Assunção Esteves: "daria a vida para vos ver sempre falar assim'

A presidente do Parlamento reiterou hoje que teria convocado a conferência de líderes para debater o pedido potestativo do PCP para ouvir o primeiro-ministro sobre as secretas, mas que tal não lhe foi requerido.

"Correu tudo muito bem, foi tudo muito civilizado, entendemo-nos ao fim do debate, há sempre um entendimento democrático, isso é bonito, como diria Victor Hugo, "Daria a vida para vos ver sempre falar assim'", disse Assunção Esteves.

A presidente da Assembleia da República falava aos jornalistas no final do plenário, em que se discutiu e votou o recurso do PCP da decisão de rejeitar a audição em comissão do primeiro-ministro.

Questionada sobre a posição do PS de ser ouvida a conferência de líderes sobre este tema, Assunção reiterou o que tinha dito em plenário: "Não me foi requerida, como ali foi clarificado, se tivesse sido requerida eu teria convocado, em nome de um princípio de participação".

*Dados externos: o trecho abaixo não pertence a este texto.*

impl TieredMemoryCache {
    pub fn new(
        exact: Arc<dyn ExactMemoryStore>,
        vectors: Arc<dyn VectorMemoryIndex>,
        embedder: Arc<dyn EmbeddingDriver>,
        settings: TieredCacheSettings,
    ) -> Self {
        Self {
            exact,
            vectors,
            embedder,
            settings,
        }
    }

    pub fn settings(&self) -> TieredCacheSettings {
        self.settings
    }

    /// Find a reusable answer for `raw_query`, or `None` on a full miss.
    pub async fn lookup(
        &self,
        actor_id: &ActorId,
        raw_query: &str,
    ) -> MurmurResult<Option<CacheHit>> {
        let normalized = normalized_or_reject(raw_query)?;

        if let Some(record) = self.exact.get(actor_id, &normalized).await? {
            debug!(actor = %actor_id, query = %normalized, "Exact memory hit");
            return Ok(Some(CacheHit {
                record,
                tier: MemoryTier::Exact,
            }));
        }

        let context = classify(&normalized);
        let Some(candidate) = self.semantic_match(actor_id, &normalized, context).await else {
            debug!(actor = %actor_id, query = %normalized, %context, "Memory miss");
            return Ok(None);
        };

        let now = Utc::now();
        let record = MemoryRecord {
            actor_id: actor_id.clone(),
            normalized_query: normalized.clone(),
            summary: candidate.metadata.summary,
            response: candidate.metadata.response,
            context: candidate.metadata.context,
            created_at: now,
            last_cached_at: now,
        };
        self.backfill_exact(&record).await;

        info!(
            actor = %actor_id,
            query = %normalized,
            matched = %candidate.metadata.normalized_query,
            score = candidate.score,
            "Semantic memory hit"
        );
        Ok(Some(CacheHit {
            record,
            tier: MemoryTier::Semantic {
                score: candidate.score,
                matched_query: candidate.metadata.normalized_query,
            },
        }))
    }

    /// Remember `response` as the answer to `raw_query`.
    pub async fn admit(
        &self,
        actor_id: &ActorId,
        raw_query: &str,
        summary: &str,
        response: &str,
    ) -> MurmurResult<AdmitOutcome> {
        let normalized = normalized_or_reject(raw_query)?;
        let context = classify(&normalized);

        let now = Utc::now();
        let record = MemoryRecord {
            actor_id: actor_id.clone(),
            normalized_query: normalized.clone(),
            summary: summary.to_string(),
            response: response.to_string(),
            context,
            created_at: now,
            last_cached_at: now,
        };
        self.exact.upsert(&record).await?;
        // Re-read so a refreshed row reports its original `created_at`.
        let record = self
            .exact
            .get(actor_id, &normalized)
            .await?
            .unwrap_or(record);

        let vector = self.admit_vector(&record).await;
        match &vector {
            VectorWrite::Written { id } => {
                debug!(actor = %actor_id, query = %normalized, %id, "Vector entry written")
            }
            VectorWrite::DuplicateSuppressed { existing, score } => info!(
                actor = %actor_id,
                query = %normalized,
                %existing,
                score,
                "Near-duplicate vector write suppressed"
            ),
            VectorWrite::Skipped { reason } => warn!(
                actor = %actor_id,
                query = %normalized,
                reason = %reason,
                "Vector write skipped, exact tier only"
            ),
        }
        Ok(AdmitOutcome { record, vector })
    }

    /// Embed, query, and pick the first acceptable candidate.
    async fn semantic_match(
        &self,
        actor_id: &ActorId,
        normalized: &str,
        context: ContextKey,
    ) -> Option<VectorMatch> {
        let embedding = match self.embedder.embed_one(normalized).await {
            Ok(e) => e,
            Err(e) => {
                warn!(actor = %actor_id, error = %e, "Embedding failed, treating lookup as miss");
                return None;
            }
        };
        let filter = VectorFilter {
            actor_id: actor_id.clone(),
            context,
        };
        let candidates = match self
            .vectors
            .query(&embedding, self.settings.top_k, &filter)
            .await
        {
            Ok(c) => c,
            Err(e) => {
                warn!(actor = %actor_id, error = %e, "Vector query failed, treating lookup as miss");
                return None;
            }
        };
        // Filtered backends may still hand back near-misses; re-check context.
        candidates
            .into_iter()
            .find(|c| c.score >= self.settings.similarity_threshold && filter.matches(&c.metadata))
    }

    /// Promote a semantic hit into the exact tier unless a row appeared
    /// meanwhile. Failures only cost the promotion.
    async fn backfill_exact(&self, record: &MemoryRecord) {
        match self
            .exact
            .get(&record.actor_id, &record.normalized_query)
            .await
        {
            Ok(Some(_)) => {}
            Ok(None) => {
                if let Err(e) = self.exact.upsert(record).await {
                    warn!(error = %e, query = %record.normalized_query, "Exact-tier backfill failed");
                }
            }
            Err(e) => {
                warn!(error = %e, query = %record.normalized_query, "Exact-tier backfill check failed")
            }
        }
    }

    async fn admit_vector(&self, record: &MemoryRecord) -> VectorWrite {
        let embedding = match self.embedder.embed_one(&record.normalized_query).await {
            Ok(e) => e,
            Err(e) => {
                return VectorWrite::Skipped {
                    reason: MurmurError::from(e).to_string(),
                }
            }
        };

        let id = VectorId::for_query(&record.actor_id, &record.normalized_query);
        let filter = VectorFilter {
            actor_id: record.actor_id.clone(),
            context: record.context,
        };
        let neighbors = match self
            .vectors
            .query(&embedding, self.settings.top_k, &filter)
            .await
        {
            Ok(n) => n,
            Err(e) => {
                return VectorWrite::Skipped {
                    reason: e.to_string(),
                }
            }
        };

        // Our own slot always gets refreshed so both tiers keep the same answer.
        // It may sit outside the top-k window on ties, so ask the index by id.
        let duplicate = neighbors.iter().find(|n| {
            n.score >= self.settings.admission_threshold && filter.matches(&n.metadata)
        });
        if let Some(dup) = duplicate {
            let owns_slot = if neighbors.iter().any(|n| n.id == id) {
                true
            } else {
                match self.vectors.contains(&id).await {
                    Ok(found) => found,
                    Err(e) => {
                        return VectorWrite::Skipped {
                            reason: e.to_string(),
                        }
                    }
                }
            };
            if !owns_slot {
                return VectorWrite::DuplicateSuppressed {
                    existing: dup.id.clone(),
                    score: dup.score,
                };
            }
        }

        let entry = VectorEntry {
            id: id.clone(),
            embedding,
            metadata: VectorMetadata {
                actor_id: record.actor_id.clone(),
                normalized_query: record.normalized_query.clone(),
                summary: record.summary.clone(),
                response: record.response.clone(),
                context: record.context,
            },
        };
        match self.vectors.upsert(&entry).await {
            Ok(()) => VectorWrite::Written { id },
            Err(e) => VectorWrite::Skipped {
                reason: e.to_string(),
            },
        }
    }
}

"Como não foi exerci a competência que me era remetida diretamente pelo regimento, nós não podemos abdicar das nossas competências mesmo quando elas são difíceis de exercer", acrescentou.

Já sobre se considera que o regimento da Assembleia da República deve ser alterado, a presidente respondeu que neste momento "não é necessário fazê-lo" dado que foi alterado "há pouco tempo", mas referiu que qualquer lei está aberta a ser melhorada.

"Todas as leis são leis "in meliorando', aptas a ser melhoradas, o regimento está dentro do grupo, sendo uma lei especial, resulta de uma resolução do Parlamento, sendo uma parte do grupo de diplomas legais partilha com eles a possibilidade de poder sempre ser melhorado", notou.

A presidente do Parlamento ressalvou não estar "a formular este juízo em razão deste caso concreto".

"Todas as leis são sempre suscetíveis de ser melhoradas e o Parlamento, não me refiro a este tema, não é este tema que me inspira para fazer esta afirmação, está sempre a tempo de melhorar o seu regimento e até deverá fazê-lo quando achar que isso seja necessário", alegou.